Written by one time Science Editor at London’s Natural History Museum, Barbara Taylor and set out around each internal view, are factual paragraphs and an introduction, for all the mammals, birds, reptiles, amphibians, fish, insects, spiders and other invertebrates spotlighted herein.
I was fascinated to see the honey stomach of the honeybee – a storage organ for nectar – shown and mentioned in one of the paragraphs and part of what helps this creature survive and thrive.

No animal would be able to survive without oxygen to breathe but not all have lungs, or gills like fish and oysters. Within a parrot we see both lungs and additional air sacs that keep oxygen-supplying air flowing throughout its body so the energy for flight is available.

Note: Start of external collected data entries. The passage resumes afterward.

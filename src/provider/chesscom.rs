//! Chess.com rapid rating adapter

use crate::error::FetchError;
use crate::provider::adapter::RatingProvider;
use crate::provider::http::{endpoint_url, get_json, rating_from_json};
use crate::types::{Rating, RatingSystem};
use async_trait::async_trait;
use reqwest::{Client, Url};

/// Reads `chess_rapid.last.rating` from the published player stats
pub struct ChesscomProvider {
    client: Client,
    base_url: String,
}

impl ChesscomProvider {
    pub fn new(client: Client, base_url: impl Into<String>) -> Self {
        Self {
            client,
            base_url: base_url.into(),
        }
    }

    fn stats_url(&self, username: &str) -> Result<Url, FetchError> {
        // chess.com usernames are case-insensitive but the API expects lowercase
        let username = username.to_lowercase();
        endpoint_url(&self.base_url, &["pub", "player", username.as_str(), "stats"])
    }

    pub fn parse_rating(body: &serde_json::Value, username: &str) -> Result<Rating, FetchError> {
        rating_from_json(&body["chess_rapid"]["last"]["rating"]).ok_or_else(|| {
            FetchError::Transient {
                message: format!("chess.com stats for {} have no rapid rating", username),
            }
        })
    }
}

#[async_trait]
impl RatingProvider for ChesscomProvider {
    fn system(&self) -> RatingSystem {
        RatingSystem::Chesscom
    }

    async fn fetch_rating(&self, username: &str) -> Result<Rating, FetchError> {
        let url = self.stats_url(username)?;
        let body = get_json(&self.client, url.as_str(), username).await?;
        Self::parse_rating(&body, username)
    }
}

#[cfg(test)]
mod tests {
    use super::*;
    use serde_json::json;

    #[test]
    fn test_parse_rapid_rating() {
        let body = json!({
            "chess_rapid": {
                "last": { "rating": 1432, "date": 1700000000, "rd": 45 },
                "best": { "rating": 1510 }
            },
            "chess_blitz": { "last": { "rating": 1210 } }
        });
        assert_eq!(ChesscomProvider::parse_rating(&body, "hikaru"), Ok(1432));
    }

    #[test]
    fn test_no_rapid_games() {
        let body = json!({ "chess_blitz": { "last": { "rating": 1210 } } });
        assert!(ChesscomProvider::parse_rating(&body, "blitzer").is_err());
    }

    #[test]
    fn test_stats_url_lowercases() {
        let provider = ChesscomProvider::new(Client::new(), "https://api.chess.com");
        assert_eq!(
            provider.stats_url("Hikaru").unwrap().as_str(),
            "https://api.chess.com/pub/player/hikaru/stats"
        );
    }
}
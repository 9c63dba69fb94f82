//! Command line entry point for the cohort engine
//!
//! Loads configuration, initializes logging and runs one engine operation:
//! resolving or normalizing a rating, fetching a live rating, autopicking a
//! cohort or building a progress report from a population snapshot.

use anyhow::{anyhow, Context, Result};
use chrono::{DateTime, NaiveDate, TimeZone, Utc};
use clap::{Parser, Subcommand};
use cohort_engine::config::AppConfig;
use cohort_engine::metrics::MetricsCollector;
use cohort_engine::stats::ReportPeriod;
use cohort_engine::{
    AutopickRequest, CohortEngine, EngineDeps, FetchError, InMemoryStudentStore, ProviderRegistry,
    Rating, RatingSystem, Student,
};
use std::path::{Path, PathBuf};
use std::sync::Arc;
use tracing::{debug, info};

/// Cohort Engine - rating normalization and cohort autopick for chess students
#[derive(Parser)]
#[command(
    name = "cohort-engine",
    version,
    about = "Rating normalization and cohort autopick for chess students",
    long_about = "Cohort Engine keeps students' Chess.com, Lichess, FIDE and USCF ratings up to \
                 date, places students into training cohorts from their preferred rating, and \
                 ranks ratings against the whole population for periodic progress reports."
)]
struct Args {
    /// Configuration file path
    #[arg(
        short,
        long,
        value_name = "FILE",
        help = "Path to configuration file (TOML format)"
    )]
    config: Option<PathBuf>,

    /// Log level override
    #[arg(
        short,
        long,
        value_name = "LEVEL",
        help = "Override log level (trace, debug, info, warn, error)"
    )]
    log_level: Option<String>,

    /// Enable debug mode
    #[arg(short, long, help = "Enable debug mode with verbose logging")]
    debug: bool,

    /// Dry run mode (validate config and exit)
    #[arg(long, help = "Validate configuration and exit without running a command")]
    dry_run: bool,

    /// Print collected metrics after the command
    #[arg(long, help = "Print Prometheus metrics after the command completes")]
    print_metrics: bool,

    #[command(subcommand)]
    command: Option<Command>,
}

#[derive(Subcommand)]
enum Command {
    /// Resolve the cohort band for a rating
    Resolve {
        system: RatingSystem,
        rating: Rating,
    },

    /// Convert a rating onto another system's scale
    Normalize {
        system: RatingSystem,
        rating: Rating,
        #[arg(long, default_value = "fide")]
        target: RatingSystem,
    },

    /// Fetch a live rating from a provider
    Fetch {
        system: RatingSystem,
        username: String,
    },

    /// Refresh a student's ratings and pick a cohort from the preferred system
    Autopick {
        /// Population snapshot (JSON array of students)
        snapshot: PathBuf,
        student: String,
        #[arg(long)]
        system: RatingSystem,
    },

    /// Build a progress report for a student from a population snapshot
    Report {
        /// Population snapshot (JSON array of students)
        snapshot: PathBuf,
        student: String,
        #[arg(long, value_name = "YYYY-MM-DD")]
        start: NaiveDate,
        #[arg(long, value_name = "YYYY-MM-DD")]
        end: NaiveDate,
        #[arg(long)]
        label: Option<String>,
    },
}

/// Initialize structured logging with the configured level
fn init_logging(log_level: &str) -> Result<()> {
    let subscriber = tracing_subscriber::fmt()
        .with_env_filter(
            tracing_subscriber::EnvFilter::try_from_default_env()
                .unwrap_or_else(|_| log_level.into()),
        )
        .with_target(false)
        .with_writer(std::io::stderr)
        .with_line_number(true)
        .finish();

    tracing::subscriber::set_global_default(subscriber)
        .map_err(|e| anyhow!("Failed to initialize logging: {}", e))?;

    Ok(())
}

/// Display startup banner with service information
fn display_startup_banner(config: &AppConfig) {
    info!("Cohort Engine");
    info!("   Service: {}", config.service.name);
    info!("   Log level: {}", config.service.log_level);
    info!("   Fetch timeout: {}ms", config.engine.fetch_timeout_ms);
    info!(
        "   Max concurrent fetches: {}",
        config.engine.max_concurrent_fetches
    );
    info!(
        "   Cohort bands: {} across {} rating systems",
        config.cohorts.bands.len(),
        config.cohorts.tables.len()
    );
}

/// Load and merge configuration from environment and CLI arguments
fn load_config(args: &Args) -> Result<AppConfig> {
    let mut config = if let Some(config_path) = &args.config {
        AppConfig::from_file(config_path)?
    } else {
        AppConfig::from_env()?
    };

    // Apply CLI overrides
    if let Some(log_level) = &args.log_level {
        config.service.log_level = log_level.clone();
    }

    if args.debug {
        config.service.log_level = "debug".to_string();
    }

    Ok(config)
}

fn load_snapshot(path: &Path) -> Result<Vec<Student>> {
    let contents = std::fs::read_to_string(path)
        .with_context(|| format!("Failed to read snapshot {}", path.display()))?;
    let students: Vec<Student> = serde_json::from_str(&contents)
        .with_context(|| format!("Failed to parse snapshot {}", path.display()))?;
    debug!("Loaded {} students from {}", students.len(), path.display());
    Ok(students)
}

fn start_of_day(date: NaiveDate) -> Result<DateTime<Utc>> {
    let time = date
        .and_hms_opt(0, 0, 0)
        .ok_or_else(|| anyhow!("Invalid date: {}", date))?;
    Ok(Utc.from_utc_datetime(&time))
}

fn end_of_day(date: NaiveDate) -> Result<DateTime<Utc>> {
    let time = date
        .and_hms_opt(23, 59, 59)
        .ok_or_else(|| anyhow!("Invalid date: {}", date))?;
    Ok(Utc.from_utc_datetime(&time))
}

fn build_engine(
    config: &AppConfig,
    students: Vec<Student>,
    metrics: Arc<MetricsCollector>,
) -> Result<(CohortEngine, Arc<InMemoryStudentStore>)> {
    let store = Arc::new(InMemoryStudentStore::with_students(students));
    let engine = CohortEngine::new(
        EngineDeps {
            providers: ProviderRegistry::from_settings(&config.providers)?,
            store: store.clone(),
            resolver: config.cohorts.to_resolver()?,
        },
        config.engine.clone(),
    )
    .with_metrics(metrics);

    Ok((engine, store))
}

fn print_json<T: serde::Serialize>(value: &T) -> Result<()> {
    println!("{}", serde_json::to_string_pretty(value)?);
    Ok(())
}

async fn run_command(
    command: Command,
    config: &AppConfig,
    metrics: Arc<MetricsCollector>,
) -> Result<()> {
    match command {
        Command::Resolve { system, rating } => {
            let resolver = config.cohorts.to_resolver()?;
            println!("{}", resolver.resolve_cohort(system, rating));
        }

        Command::Normalize {
            system,
            rating,
            target,
        } => {
            let resolver = config.cohorts.to_resolver()?;
            match resolver.normalize(system, rating, target) {
                Some(value) => println!("{}", value),
                None => {
                    return Err(anyhow!(
                        "{} rating {} cannot be converted to {}",
                        system,
                        rating,
                        target
                    ))
                }
            }
        }

        Command::Fetch { system, username } => {
            let registry = ProviderRegistry::from_settings(&config.providers)?;
            let provider = registry
                .get(system)
                .ok_or(FetchError::Unsupported { system })?;

            let rating = tokio::time::timeout(
                config.engine.fetch_timeout(),
                provider.fetch_rating(username.trim()),
            )
            .await
            .map_err(|_| FetchError::Timeout {
                timeout_ms: config.engine.fetch_timeout_ms,
            })??;
            println!("{}", rating);
        }

        Command::Autopick {
            snapshot,
            student,
            system,
        } => {
            let (engine, store) = build_engine(config, load_snapshot(&snapshot)?, metrics)?;
            let ratings = store
                .get(&student)
                .map(|record| record.ratings)
                .unwrap_or_default();

            let report = engine
                .autopick_cohort(
                    &student,
                    AutopickRequest {
                        preferred_system: Some(system),
                        ratings,
                    },
                )
                .await?;
            print_json(&report)?;
        }

        Command::Report {
            snapshot,
            student,
            start,
            end,
            label,
        } => {
            let period = ReportPeriod::new(
                label.unwrap_or_else(|| start.format("%Y").to_string()),
                start_of_day(start)?,
                end_of_day(end)?,
            );
            let (engine, store) = build_engine(config, load_snapshot(&snapshot)?, metrics)?;

            let report = engine
                .progress_reports(store.as_ref(), period)
                .await?
                .into_iter()
                .find(|report| report.student_id == student)
                .ok_or_else(|| anyhow!("Student not found in snapshot: {}", student))?;
            print_json(&report)?;
        }
    }

    Ok(())
}

#[tokio::main]
async fn main() -> Result<()> {
    // Parse command line arguments
    let args = Args::parse();

    // Load configuration (CLI args can override environment/config file)
    let config = load_config(&args).unwrap_or_else(|e| {
        eprintln!("Configuration error: {}", e);
        std::process::exit(1);
    });

    // Initialize logging early (before any other operations)
    if let Err(e) = init_logging(&config.service.log_level) {
        eprintln!("Failed to initialize logging: {}", e);
        std::process::exit(1);
    }

    display_startup_banner(&config);

    if args.dry_run {
        info!("Configuration validation successful");
        info!("Dry run completed - exiting without running a command");
        return Ok(());
    }

    let Some(command) = args.command else {
        info!("No command given; see --help");
        return Ok(());
    };

    let metrics = Arc::new(MetricsCollector::new()?);
    run_command(command, &config, metrics.clone()).await?;

    if args.print_metrics {
        print!("{}", metrics.render()?);
    }

    Ok(())
}
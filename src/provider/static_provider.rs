//! In-memory rating provider for development and testing

use crate::error::FetchError;
use crate::provider::adapter::RatingProvider;
use crate::types::{Rating, RatingSystem};
use async_trait::async_trait;
use std::collections::HashMap;
use std::sync::RwLock;
use std::time::Duration;

/// Serves preset ratings and records every username it was asked for
#[derive(Debug)]
pub struct StaticRatingProvider {
    system: RatingSystem,
    ratings: RwLock<HashMap<String, Result<Rating, FetchError>>>,
    calls: RwLock<Vec<String>>,
    delay: Option<Duration>,
}

impl StaticRatingProvider {
    pub fn new(system: RatingSystem) -> Self {
        Self {
            system,
            ratings: RwLock::new(HashMap::new()),
            calls: RwLock::new(Vec::new()),
            delay: None,
        }
    }

    /// Delay every fetch, to simulate provider latency
    pub fn with_delay(mut self, delay: Duration) -> Self {
        self.delay = Some(delay);
        self
    }

    pub fn with_rating(self, username: &str, rating: Rating) -> Self {
        self.set_result(username, Ok(rating));
        self
    }

    pub fn with_failure(self, username: &str, error: FetchError) -> Self {
        self.set_result(username, Err(error));
        self
    }

    /// Replace the answer for a username
    pub fn set_result(&self, username: &str, result: Result<Rating, FetchError>) {
        if let Ok(mut ratings) = self.ratings.write() {
            ratings.insert(username.to_string(), result);
        }
    }

    /// Usernames fetched so far, in call order
    pub fn calls(&self) -> Vec<String> {
        self.calls
            .read()
            .map(|calls| calls.clone())
            .unwrap_or_default()
    }

    pub fn call_count(&self) -> usize {
        self.calls.read().map(|calls| calls.len()).unwrap_or(0)
    }
}

#[async_trait]
impl RatingProvider for StaticRatingProvider {
    fn system(&self) -> RatingSystem {
        self.system
    }

    async fn fetch_rating(&self, username: &str) -> Result<Rating, FetchError> {
        if let Ok(mut calls) = self.calls.write() {
            calls.push(username.to_string());
        }

        if let Some(delay) = self.delay {
            tokio::time::sleep(delay).await;
        }

        let ratings = self.ratings.read().map_err(|_| FetchError::Transient {
            message: "Failed to acquire ratings read lock".to_string(),
        })?;

        ratings
            .get(username)
            .cloned()
            .unwrap_or_else(|| {
                Err(FetchError::NotFound {
                    username: username.to_string(),
                })
            })
    }
}
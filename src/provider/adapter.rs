//! Provider adapter interface
//!
//! One adapter exists per supported rating system. Adapters only fetch; they
//! never retry and never touch the student record.

use crate::error::FetchError;
use crate::types::{Rating, RatingSystem};
use async_trait::async_trait;

/// Uniform interface to one external rating source
#[async_trait]
pub trait RatingProvider: Send + Sync {
    /// The rating system this adapter serves
    fn system(&self) -> RatingSystem;

    /// Fetch the current rating for a provider-specific username.
    ///
    /// Must return [`FetchError::NotFound`] for unknown usernames and
    /// [`FetchError::Transient`] for failures worth retrying later.
    async fn fetch_rating(&self, username: &str) -> Result<Rating, FetchError>;
}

Other creatures including we read, land-living earthworms, breathe through their skin.
What about brains? It’s not every animal that has one of those although all rely on sensory information sent via electrical signals along nerves. Such information might be gathered through an animal’s sight, hearing, smell, taste and touch. Without a brain, jellyfish for instance use a simple nerve network to detect touch, light, smells and to respond to their surroundings; amazingly these graceful creatures can still sting after they’re dead.
Turning to animals having more in common with humans, a giraffe for instance possesses lungs (around eight times the size of ours), and a heart – also enormous and roughly the weight of your average two year old. I was surprised to learn that despite its very long neck, a giraffe has only seven neck bones, linked we read by ball-and-socket joints enabling that neck to be super-bendy.

I suspect that any youngster, especially those with a scientific bent, will discover some surprises in this engrossing book. It’s one I’d recommend adding to family bookshelves and KS2 classroom collections.